Thread: Huffman Encoding

  1. #1
    Unregistered
    Guest

    Huffman Encoding

    I'm a bit confused on how to encode an actual tree based on the Huffman Compression scheme (compressing a text file based on the frequency of characters in a text file. Would anyone be able to point me to some sample code? I understand the principles behind it, but writing the code what I am having trouble with.

    Thank you.

  2. #2
    Former Member
    Join Date
    Oct 2001
    Posts
    955
    I can try and help you, but what kind of tree you wanna encode?

    Oskilian

  3. #3
    Unregistered
    Guest
    I'd like to encode 3 trees, with 58 elements in all. 2 26 alphabet (upper-case and lower-case) trees and 9 punctuation symbols (comma, period, backslash, forward-slash, hyphen, semicolon, colon, quotation mark, and apostrophe).

    For what I have right now is a couple functions scanning a text and counting the frequency of characters in an array with the same amount of elements (58). After the proper steps, an array gives the ranking of each element with a numebr. Therefore, freqarray[0] = 1 would mean that 'A' is second in the rankings.

    Hope that helps.

  4. #4
    Registered User
    Join Date
    Sep 2001
    Posts
    752
    If I first might make a suggestion,
    The Compression Book by Mark Nelson and Jean-Loup Gailly is a book I've been looking at lately, and it does have source for pretty much everything.

    I'm going to umm, paraphrase their code now, basically an ineffecient version. First, a note on how character frequency is stored, Huffman Encoding does not need the ranking of the characters, just the frequencies.

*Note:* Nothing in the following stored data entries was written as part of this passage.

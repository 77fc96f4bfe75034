use crate::spreadsheet::cell::Cell;
use std::collections::HashMap;

/// A loaded worksheet: the non-empty cells plus a position index.
///
/// The grid size follows the last used row and column, counted from 0, so a
/// sheet whose only cell is `C5` has 5 rows and 3 columns.
#[derive(Debug, Clone)]
pub struct Sheet {
    name: String,
    cells: Vec<Cell>,
    indexes: HashMap<(usize, usize), usize>,
    nrows: usize,
    ncols: usize,
}

impl Sheet {
    pub(crate) fn new(name: &str) -> Self {
        Self {
            name: name.to_owned(),
            cells: Vec::new(),
            indexes: HashMap::new(),
            nrows: 0,
            ncols: 0,
        }
    }

    /// Adds a cell. A later cell at the same position replaces the earlier one.
    pub(crate) fn push(&mut self, cell: Cell) {
        self.nrows = self.nrows.max(cell.row + 1);
        self.ncols = self.ncols.max(cell.col + 1);
        match self.indexes.get(&(cell.row, cell.col)) {
            Some(index) => self.cells[*index] = cell,
            None => {
                self.indexes.insert((cell.row, cell.col), self.cells.len());
                self.cells.push(cell);
            }
        }
    }

    pub fn name(&self) -> &str {
        &self.name
    }

    pub fn nrows(&self) -> usize {
        self.nrows
    }

    pub fn ncols(&self) -> usize {
        self.ncols
    }

    pub fn is_empty(&self) -> bool {
        self.cells.is_empty()
    }

    /// Cells in file order.
    pub fn cells(&self) -> impl Iterator<Item = &Cell> {
        self.cells.iter()
    }

    pub fn cell(&self, row: usize, col: usize) -> Option<&Cell> {
        self.indexes.get(&(row, col)).map(|index| &self.cells[*index])
    }

    /// The rendered value at a position; positions without a cell, including
    /// those outside the grid, read as an empty string.
    pub fn cell_value(&self, row: usize, col: usize) -> String {
        self.cell(row, col).map(|cell| cell.to_string()).unwrap_or_default()
    }

    /// Rendered values of one row over `0..ncols`.
    pub fn row_values(&self, row: usize) -> Vec<String> {
        (0..self.ncols).map(|col| self.cell_value(row, col)).collect()
    }

    /// Rendered values of one column over `rows`; rows past the grid read as empty.
    pub fn col_values(&self, col: usize, rows: std::ops::RangeInclusive<usize>) -> Vec<String> {
        rows.map(|row| self.cell_value(row, col)).collect()
    }
}
//! # Spreadsheet Loading
//!
//! Reads Excel workbooks (.xls BIFF8 and .xlsx/.xlsm OOXML) into memory as a list
//! of [`Sheet`]s. The format is detected from the leading bytes of the file, so a
//! misnamed extension is not a problem.

pub(crate) mod cell;
mod excel;
pub(crate) mod reference;
pub(crate) mod sheet;
pub(crate) mod xls;
mod xlsx;

use crate::error::LoadError;
use crate::helpers::cfb;
use crate::helpers::cfb::Cfb;
use crate::spreadsheet::sheet::Sheet;
use crate::spreadsheet::xls::XlsSpreadsheet;
use crate::spreadsheet::xlsx::XlsxSpreadsheet;
use log::debug;
use std::io::Cursor;
use std::path::Path;
use thiserror::Error;
use zip::ZipArchive;

const ZIP_SIGNATURE: [u8; 4] = [0x50, 0x4B, 0x03, 0x04];

/// Errors about the workbook as a whole rather than a particular record
#[derive(Error, Debug)]
pub enum SpreadsheetError {
    #[error("Spreadsheet '{0}' has no worksheets")]
    SpreadsheetEmptyError(String),

    #[error("Spreadsheet '{0}' is password protected")]
    SpreadsheetPasswordProtectedError(String),

    #[error("Missing part '{0}'")]
    FileError(String),

    #[error("'{0}' is not an Excel workbook")]
    FileFormatError(String),

    #[error("Shared string index {0} out of range")]
    SharedStringIndexError(usize),
}

/// A workbook whose globals are parsed and whose sheets can be read.
pub(crate) trait Spreadsheet {
    /// Returns the file name for identification in messages
    fn name(&self) -> String;

    /// Reads every worksheet, in workbook order
    fn read_sheets(&mut self) -> Result<Vec<Sheet>, LoadError>;
}

/// Reads a workbook file fully into memory and returns its worksheets.
pub(crate) fn open(path: &Path) -> Result<Vec<Sheet>, LoadError> {
    let file_name = path.to_string_lossy().to_string();
    let data = std::fs::read(path)?;
    let mut spreadsheet = detect(&file_name, data)?;
    let sheets = spreadsheet.read_sheets()?;
    debug!("Loaded {} sheets from '{}'", sheets.len(), spreadsheet.name());
    Ok(sheets)
}

/// Picks the reader from the file signature.
fn detect(file_name: &str, data: Vec<u8>) -> Result<Box<dyn Spreadsheet>, LoadError> {
    if data.starts_with(&cfb::SIGNATURE) {
        let cfb = Cfb::new(&mut Cursor::new(data))?;
        if cfb.exists("EncryptedPackage") {
            Err(SpreadsheetError::SpreadsheetPasswordProtectedError(file_name.to_owned()))?
        }
        Ok(Box::new(XlsSpreadsheet::open(file_name, cfb)?))
    } else if data.starts_with(&ZIP_SIGNATURE) {
        let zip = ZipArchive::new(Cursor::new(data))?;
        Ok(Box::new(XlsxSpreadsheet::open(file_name, zip)?))
    } else {
        Err(SpreadsheetError::FileFormatError(file_name.to_owned()))?
    }
}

    unsigned long frequency[257]
    Also, the tree I'm showing is just gonna do one tree for all the characters (and EOF, which will be element 256. freq[256] = 1 obviously). It shouldn't be too hard to adjust the tree making function to create three trees instead of one, just remember to decode it accordingly. The tree will be represented as an array of 513 nodes. 257 elements can only generate 257 + 256 = 513 nodes. For the first 257 nodes, those nodes will just be leaves of the tree, representing characters. The other 256 nodes will be actuall nodes. I'm gonna use an extra node just as a dummy maximum value.

    The function to create the first 257 nodes is trivial (something like, tree[i].freq = frequency[i] 257 times... This is for the other nodes:
    Code:
    typedef struct
    {
     int child0;
     int child1;
     unsigned long freq;
    } NODE;
    Code:
    unsigned int build_tree(NODE * tree)
    {
     int min1, min2;
     int next_node;
     int i;
     tree[513].freq = ULONG_MAX; //dummy value
     
     for(next_node = 257; ; next_node++) // break is in loop...
     {
      min1 = 513;
      min2 = 513;
      // 1. Figure out the node with the least occourance.
      //  Ignore nodes with 0 occourance.
      for (i = 0; i < next_node; i++)
      {
       if (tree[i] == 0) continue;
       if (tree[i].freq < tree[min1].freq) min1 = i;
       else if (tree[i].freq < tree[min2].freq) min2 = i;
      }
      // min1 and min2 index the nodes with the least freq.
      // if min2 is still pointing at the dummy val, then there is only 1
      //   active node left, the tree root.
      if (min2 == 513) break;
    
      // The weight of a node is the weight of the nodes below it.
      tree[next_node].freq = tree[min1].count + tree[min2].count;
      tree[next_node].child0 = min1;
      tree[next_node].child1 = min2;
      
      // deactivate nodes min1 and min2...
      tree[min1].freq = 0;
      tree[min2].freq = 0;
     }
    // tree is now set.
    return min1; // min1 should index root node at this point.
    }
    Okay, so now we have a tree... I'm not going to pretend that was simple. Encoding the tree is simpler, but recursive, and of course, uses bitwise operators.
    Code:
    typedef
    {
     unsigned long code;
     int bits;
    }
    A code is a compressed letter. Bits tells how many bits long the code is. Each character will have its own code, so we'll be using an array of 257 codes.
    Code:
    void tree2code (NODE * tree, CODE * codes, int node, unsigned long code, int bits)
    {
     if (node <= 257) // Halting condition.
     {
      code[node].code = code;
      code[node].bits = bits;
     }
     
     code <<= 1;
     bits++;
     tree2code (tree, codes, tree[node].child0, code, bits);
     tree2code (tree, codes, tree[node].child1, code|1, bits);
     return;
    }
    The first call to this function, BTW, needs to pass it code as 0 and bits as 0. The function to encode is trivial, just reading the file, and every time you encounter some char c in the input, you write code[char] to the output file. Of course, you'll have to use some binary operators to write the codes, since they will not be byte-sized values (the whole point of compression really).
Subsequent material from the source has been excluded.